Exercise details ->
Restate word for word the line containing "pub use orders::OrdersClient;" and every following line in the material below, up to and including the last one.

Input for this task ->

○ ○ ○ ○

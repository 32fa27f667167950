//! Capability clients
//!
//! One typed client per storefront domain. Clients hold a clone of the
//! shared [`ApiTransport`](crate::transport::ApiTransport) and no other
//! state; every operation is a single request.

pub mod admin;
pub mod auth;
pub mod cart;
pub mod orders;
pub mod products;

pub use admin::AdminClient;
pub use auth::{AuthClient, AuthSession};
pub use cart::CartClient;
pub use orders::OrdersClient;
pub use products::ProductsClient;

use serde_json::Value;
use storefront_common::{extract_id, ResourceKind};

use crate::error::{E2eError, E2eResult};

/// Identifier of the entity created by a request to `path`
pub(crate) fn require_id(body: &Value, kind: ResourceKind, path: &str) -> E2eResult<String> {
    extract_id(body, kind).ok_or_else(|| E2eError::MissingField {
        path: path.to_string(),
        field: format!("{} _id", kind),
    })
}

/// List endpoints answer either with a bare array or with the array nested
/// under `key` (`{"products": [...], "page": 1}`).
pub(crate) fn list_body(body: Value, key: &str) -> Value {
    match body {
        Value::Object(mut map) => map.remove(key).unwrap_or(Value::Array(Vec::new())),
        other => other,
    }
}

○ ○ ○ ○

Exercise response ->
pub use orders::OrdersClient;
pub use products::ProductsClient;

use serde_json::Value;
use storefront_common::{extract_id, ResourceKind};

use crate::error::{E2eError, E2eResult};

/// Identifier of the entity created by a request to `path`
pub(crate) fn require_id(body: &Value, kind: ResourceKind, path: &str) -> E2eResult<String> {
    extract_id(body, kind).ok_or_else(|| E2eError::MissingField {
        path: path.to_string(),
        field: format!("{} _id", kind),
    })
}

/// List endpoints answer either with a bare array or with the array nested
/// under `key` (`{"products": [...], "page": 1}`).
pub(crate) fn list_body(body: Value, key: &str) -> Value {
    match body {
        Value::Object(mut map) => map.remove(key).unwrap_or(Value::Array(Vec::new())),
        other => other,
    }
}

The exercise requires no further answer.